--- START ---

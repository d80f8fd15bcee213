//! Error taxonomy for the cache coordination library
//!
//! A single fixed error enum covers every layer. User-initiated
//! operations surface `Miss` and `Integrity` only; protocol
//! operations swallow `Connection` internally and degrade to local
//! semantics, so those variants are mostly seen by bus implementors.

use thiserror::Error;

/// Library-wide error type
#[derive(Error, Debug)]
pub enum CacheError {
    /// Lookup on an absent (or stale, for value-only reads) key
    #[error("cache miss")]
    Miss,

    /// MAC mismatch while decoding an integrity-checked frame
    #[error("integrity error: {0}")]
    Integrity(String),

    /// The pub/sub bus refused or dropped the connection
    #[error("bus connection error: {0}")]
    Connection(String),

    /// Serialization or framing failure
    #[error("codec error: {0}")]
    Codec(String),

    /// Invalid construction-time configuration
    #[error("configuration error: {0}")]
    Config(String),
}

/// Result type for cache operations
pub type CacheResult<T> = Result<T, CacheError>;

impl CacheError {
    /// True for the miss variant; lets callers treat a miss as an
    /// answer without matching the whole enum.
    pub fn is_miss(&self) -> bool {
        matches!(self, CacheError::Miss)
    }
}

--- END ---

- _Aim of the task_
All lines from the one that holds "pub type CacheResult<T>" through the end of the records are to be returned exactly, including both boundary lines, and no others.

- _Answer to the exercise_
pub type CacheResult<T> = Result<T, CacheError>;

impl CacheError {
    /// True for the miss variant; lets callers treat a miss as an
    /// answer without matching the whole enum.
    pub fn is_miss(&self) -> bool {
        matches!(self, CacheError::Miss)
    }
}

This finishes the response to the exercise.